Jeff Dunn, from San Francisco's Classical Voice says, "I longed for some decent melody. Almost all the melodic elements are merely accompaniment figures to pleasing though unmemorable arioso vocal lines. The only melody of significance, a cross between Faure’s Pavane and Pachelbel’s Canon, leaves little for the audience to whistle home about. This is a shame, because the libretto offers several opportunities for music to push rather than coddle its performers."

Josh Kosman, of the San Francisco Chronical, enjoyed the music but not the libretto, "Most striking is his (Heggie's) command of the rhythms of spoken English, and his ability to maneuver them deftly into the textures of the music. The vocal lines shift repeatedly from two beats to three and back again, always responding with winning ease to the demands of the text. And when he has the freedom to indulge his gift - as in a fizzy, funny waltz number about Maddy's obsession with shoes - the results are delightful.
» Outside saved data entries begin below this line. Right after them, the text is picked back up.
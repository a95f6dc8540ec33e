//! # engine::sniper
//!
//! **Sniper Engine** — ตัดสินใจจาก technical trigger + Market Memory
//!
//! ## ลำดับการตรวจสอบ (ต่อ symbol)
//! ```text
//! 1. คำนวณ dynamic buy threshold จาก Confluence Score:
//!      score >= 70 → 40  (ข่าวดี → ยอมซื้อ dip ตื้นขึ้น)
//!      score <= 30 → 20  (ข่าวร้าย → ต้องรอ dip ลึกกว่าเดิม)
//!      otherwise   → 30
//! 2. RSI < threshold → BUY … ยกเว้น score < 20 ⇒ VETO ทิ้งทั้ง trade
//!    (กันการซื้อสวน sentiment แรงๆ แม้ technical จะ dip จริง)
//! 3. RSI > 70 → SELL เสมอ — sentiment ไม่เคย gate ทางออก
//! ```
//!
//! ข้อ 3 เป็น asymmetry ที่ตั้งใจ: ระบบเอียงไปทาง capital preservation —
//! เข้ายากขึ้นได้ แต่ออกได้เสมอ

use crate::config::{env_f64, env_i32};

// ─── Config ───────────────────────────────────────────────────────────────────

#[derive(Debug, Clone)]
pub struct SniperConfig {
    /// RSI buy threshold ปกติ
    pub base_buy_rsi: f64,
    /// Threshold เมื่อ score สูง (เข้าง่ายขึ้น)
    pub aggressive_buy_rsi: f64,
    /// Threshold เมื่อ score ต่ำ (เข้ายากขึ้น)
    pub defensive_buy_rsi: f64,
    /// RSI sell threshold (คงที่ ไม่ขึ้นกับ sentiment)
    pub sell_rsi: f64,
    /// Score ตั้งแต่เท่านี้ขึ้นไป ⇒ ใช้ aggressive threshold
    pub score_aggressive: i32,
    /// Score ตั้งแต่เท่านี้ลงมา ⇒ ใช้ defensive threshold
    pub score_defensive: i32,
    /// Score ต่ำกว่านี้ ⇒ veto ห้ามซื้อเด็ดขาด
    pub score_veto: i32,
}

impl Default for SniperConfig {
    fn default() -> Self {
        Self {
            base_buy_rsi: 30.0,
            aggressive_buy_rsi: 40.0,
            defensive_buy_rsi: 20.0,
            sell_rsi: 70.0,
            score_aggressive: 70,
            score_defensive: 30,
            score_veto: 20,
        }
    }
}

impl SniperConfig {
    pub fn from_env() -> Self {
        let d = Self::default();
        Self {
            base_buy_rsi: env_f64("SNIPER_BUY_RSI", d.base_buy_rsi),
            aggressive_buy_rsi: env_f64("SNIPER_BUY_RSI_AGGRESSIVE", d.aggressive_buy_rsi),
            defensive_buy_rsi: env_f64("SNIPER_BUY_RSI_DEFENSIVE", d.defensive_buy_rsi),
            sell_rsi: env_f64("SNIPER_SELL_RSI", d.sell_rsi),
            score_aggressive: env_i32("SNIPER_SCORE_AGGRESSIVE", d.score_aggressive),
            score_defensive: env_i32("SNIPER_SCORE_DEFENSIVE", d.score_defensive),
            score_veto: env_i32("SNIPER_SCORE_VETO", d.score_veto),
        }
    }
}

// ─── Verdict ──────────────────────────────────────────────────────────────────

#[derive(Debug, Clone, PartialEq)]
pub enum Verdict {
    /// RSI หลุด threshold + sentiment ไม่แย่ → เข้าซื้อ
    Buy { rsi: f64, threshold: f64, score: i32 },
    /// RSI overbought → ออกเสมอ
    Sell { rsi: f64, score: i32 },
    /// Technical dip จริง แต่ sentiment แย่เกิน → ข้าม trade ทั้งหมด
    Vetoed { rsi: f64, score: i32 },
    /// ไม่มีอะไรต้องทำ
    Hold,
}

// ─── Evaluation ───────────────────────────────────────────────────────────────

/// Dynamic buy threshold ตาม Confluence Score
pub fn buy_threshold(score: i32, config: &SniperConfig) -> f64 {
    if score >= config.score_aggressive {
        config.aggressive_buy_rsi
    } else if score <= config.score_defensive {
        config.defensive_buy_rsi
    } else {
        config.base_buy_rsi
    }
}

/// ตัดสิน 1 symbol — pure function, deterministic, ไม่แตะ I/O
pub fn evaluate(rsi: f64, score: i32, config: &SniperConfig) -> Verdict {
    let threshold = buy_threshold(score, config);

    if rsi < threshold {
        // FINAL FILTER: sentiment แย่สุดขีด → ไม่ซื้อแม้ technical จะเข้า
        if score < config.score_veto {
            return Verdict::Vetoed { rsi, score };
        }
        return Verdict::Buy { rsi, threshold, score };
    }

    if rsi > config.sell_rsi {
        return Verdict::Sell { rsi, score };
    }

    Verdict::Hold
}

// ─── Tests ────────────────────────────────────────────────────────────────────

#[cfg(test)]
mod tests {
    use super::*;

    fn config() -> SniperConfig {
        SniperConfig::default()
    }

    #[test]
    fn test_threshold_widens_on_good_news() {
        assert_eq!(buy_threshold(70, &config()), 40.0);
        assert_eq!(buy_threshold(100, &config()), 40.0);
    }

    #[test]
    fn test_threshold_tightens_on_bad_news() {
        assert_eq!(buy_threshold(30, &config()), 20.0);
        assert_eq!(buy_threshold(0, &config()), 20.0);
    }

    #[test]
    fn test_threshold_default_in_neutral_band() {
        assert_eq!(buy_threshold(50, &config()), 30.0);
        assert_eq!(buy_threshold(69, &config()), 30.0);
        assert_eq!(buy_threshold(31, &config()), 30.0);
    }

    #[test]
    fn test_buy_on_dip_with_neutral_sentiment() {
        let verdict = evaluate(25.0, 50, &config());
        assert_eq!(verdict, Verdict::Buy { rsi: 25.0, threshold: 30.0, score: 50 });
    }

    #[test]
    fn test_aggressive_buy_on_shallow_dip() {
        // score 80 → threshold 40 → RSI 35 ก็เข้าได้
        let verdict = evaluate(35.0, 80, &config());
        assert_eq!(verdict, Verdict::Buy { rsi: 35.0, threshold: 40.0, score: 80 });
    }

    #[test]
    fn test_veto_on_strongly_negative_sentiment() {
        // score 15 → threshold 20 → RSI 18 ผ่าน threshold แต่โดน veto
        let verdict = evaluate(18.0, 15, &config());
        assert_eq!(verdict, Verdict::Vetoed { rsi: 18.0, score: 15 });
    }

    #[test]
    fn test_moderate_dip_with_bad_news_is_hold() {
        // score 25 → threshold 20 → RSI 28 ไม่ถึง dip ที่ลึกพอ
        assert_eq!(evaluate(28.0, 25, &config()), Verdict::Hold);
    }

    #[test]
    fn test_sell_ignores_sentiment() {
        // sentiment แย่สุด (score 0) ก็ยังขายได้เสมอ
        let verdict = evaluate(75.0, 0, &config());
        assert_eq!(verdict, Verdict::Sell { rsi: 75.0, score: 0 });
    }

    #[test]
    fn test_hold_in_middle_band() {
        assert_eq!(evaluate(55.0, 50, &config()), Verdict::Hold);
        assert_eq!(evaluate(70.0, 50, &config()), Verdict::Hold); // ต้อง > 70 จริงๆ
    }
}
But Heggie's music can only go so far before it comes smack up against the bathos and dullness of the overall theatrical conception."

Sue Gilmore of the Contra Costa Times had this to say, "there is nothing of the grand sweep and scope of opera about it — no overtures, no arias, no spectacle. This is musical theater plain and simple, with librettist Gene Scheer's sung dialogue, almost always one note per syllable, dominating. In fact the orchestra, an 11-member ensemble that includes both Heggie and conductor Patrick Summers on separate pianos, plays right up there on stage with the three singers, Broadway style." While she later mentions liking the music, "Heggie's music, tuneful and pleasant, was quite clearly deployed in great service to the three voices," it didn't hit the mark the way she felt it should to really hold interest.

The concept of the opera is a glimpse at a mother-son relationship at 10 year intervals. Bernard Slade wrote "Same Time Next Year" which deals with a couple meeting every 10 years to have a one night stand. While it saw success both as a play and a movie, it's never been a story I thought did well. The characters are too distant in time segments for us to really get to know them and what we end up with is glimpses or shadows of a moment in time. Interesting concept, but not something that works theatrically.